▶ **Exercise objective**:
When you reach the line with "to read file" in the data below, begin printing lines exactly, and stop once the line with "pub trait SheetSource: Send" has been printed.

Collected data entries:
☆ ☆ ☆ ☆ ☆ ☆ ☆

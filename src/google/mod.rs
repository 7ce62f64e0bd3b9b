//! Google Sheets, Forms and Drive over their REST APIs.

pub mod auth;
pub mod drive;
pub mod forms;
pub mod sheets;

use async_trait::async_trait;
use std::path::Path;
use std::sync::Arc;

use crate::participant::RawTable;
pub use auth::{AccessTokenSource, ServiceAccountAuth, StaticToken};
pub use forms::{EventForm, PublishedForm};
pub use sheets::extract_sheet_id;

#[derive(Debug, thiserror::Error)]
pub enum GoogleApiError {
    #[error("Google integration is not configured: {0}")]
    NotConfigured(String),
    #[error("invalid Google Sheet link: {0}")]
    InvalidSheetLink(String),
    #[error("failed to read service account key: {0}")]
    KeyIo(#[source] std::io::Error),
    #[error("invalid service account key: {0}")]
    KeyFormat(String),
    #[error("failed to sign token request: {0}")]
    Jwt(#[from] jsonwebtoken::errors::Error),
    #[error("request to Google failed: {0}")]
    Http(#[from] reqwest::Error),
    #[error("Google API returned {status}: {body}")]
    Api { status: u16, body: String },
    #[error("unexpected Google API response: {0}")]
    UnexpectedResponse(String),
    #[error("failed to read file for upload: {0}")]
    UploadIo(#[source] std::io::Error),
}

/// Reads the first worksheet of a spreadsheet as a header plus rows.
#[async_trait]
pub trait SheetSource: Send + Sync {
    async fn fetch_table(&self, sheet_id: &str) -> Result<RawTable, GoogleApiError>;
}

/// Creates the sign-up form for an event.
#[async_trait]
pub trait FormPublisher: Send + Sync {
    async fn publish_form(&self, form: &EventForm) -> Result<PublishedForm, GoogleApiError>;
}

/// Uploads a settlement archive and returns a shareable link.
#[async_trait]
pub trait ArchiveUploader: Send + Sync {
    async fn upload_archive(&self, path: &Path) -> Result<String, GoogleApiError>;
}

/// HTTP client for the Google APIs, sharing one token source.
pub struct GoogleWorkspace {
    http: reqwest::Client,
    tokens: Option<Arc<dyn AccessTokenSource>>,
    forms_folder_id: Option<String>,
    submission_folder_id: Option<String>,
}

impl GoogleWorkspace {
    pub fn new(
        http: reqwest::Client,
        tokens: Option<Arc<dyn AccessTokenSource>>,
        forms_folder_id: Option<String>,
        submission_folder_id: Option<String>,
    ) -> Self {
        Self {
            http,
            tokens,
            forms_folder_id,
            submission_folder_id,
        }
    }

    async fn bearer(&self) -> Result<String, GoogleApiError> {
        match &self.tokens {
            Some(tokens) => tokens.access_token().await,
            None => Err(GoogleApiError::NotConfigured(
                "set GOOGLE_SERVICE_ACCOUNT_KEY, GOOGLE_SERVICE_ACCOUNT_JSON or GOOGLE_ACCESS_TOKEN"
                    .to_string(),
            )),
        }
    }
}

/// Turns a non-success status into [`GoogleApiError::Api`] with the response body.
pub(crate) async fn check_status(
    response: reqwest::Response,
) -> Result<reqwest::Response, GoogleApiError> {
    let status = response.status();
    if status.is_success() {
        return Ok(response);
    }
    let body = response.text().await.unwrap_or_default();
    Err(GoogleApiError::Api {
        status: status.as_u16(),
        body,
    })
}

☆ ☆ ☆ ☆ ☆ ☆ ☆

▶ **Answer to the exercise**:
    #[error("failed to read file for upload: {0}")]
    UploadIo(#[source] std::io::Error),
}

/// Reads the first worksheet of a spreadsheet as a header plus rows.
#[async_trait]
pub trait SheetSource: Send + Sync {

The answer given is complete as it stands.